Directions :: All of the records below should be output exactly.

[[ Data for the task, beginning ]]

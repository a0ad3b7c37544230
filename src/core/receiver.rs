//! Borrower-side callback contract

use crate::core::types::{AccountId, Amount, AssetId};
use anyhow::Result;
use async_trait::async_trait;

/// Implemented by any borrower. The engine transfers the principal to
/// [`account`](FlashBorrower::account), invokes
/// [`execute_operation`](FlashBorrower::execute_operation) synchronously, and
/// treats any error or `false` as settlement failure. The callback may call
/// back into the protocol; same-asset calls fail fast with `Reentrant`.
#[async_trait]
pub trait FlashBorrower: Send + Sync {
    /// Account that receives the principal and funds the repayment.
    fn account(&self) -> AccountId;

    async fn execute_operation(
        &self,
        asset: &AssetId,
        amount: Amount,
        fee: Amount,
        initiator: &AccountId,
        data: &[u8],
    ) -> Result<bool>;
}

[[ Data for the task, end ]]

Solution to this task ::
repository a0ad3b7c37544230
filename src/core/receiver.rs
//! Borrower-side callback contract

use crate::core::types::{AccountId, Amount, AssetId};
use anyhow::Result;
use async_trait::async_trait;

/// Implemented by any borrower. The engine transfers the principal to
/// [`account`](FlashBorrower::account), invokes
/// [`execute_operation`](FlashBorrower::execute_operation) synchronously, and
/// treats any error or `false` as settlement failure. The callback may call
/// back into the protocol; same-asset calls fail fast with `Reentrant`.
#[async_trait]
pub trait FlashBorrower: Send + Sync {
    /// Account that receives the principal and funds the repayment.
    fn account(&self) -> AccountId;

    async fn execute_operation(
        &self,
        asset: &AssetId,
        amount: Amount,
        fee: Amount,
        initiator: &AccountId,
        data: &[u8],
    ) -> Result<bool>;
}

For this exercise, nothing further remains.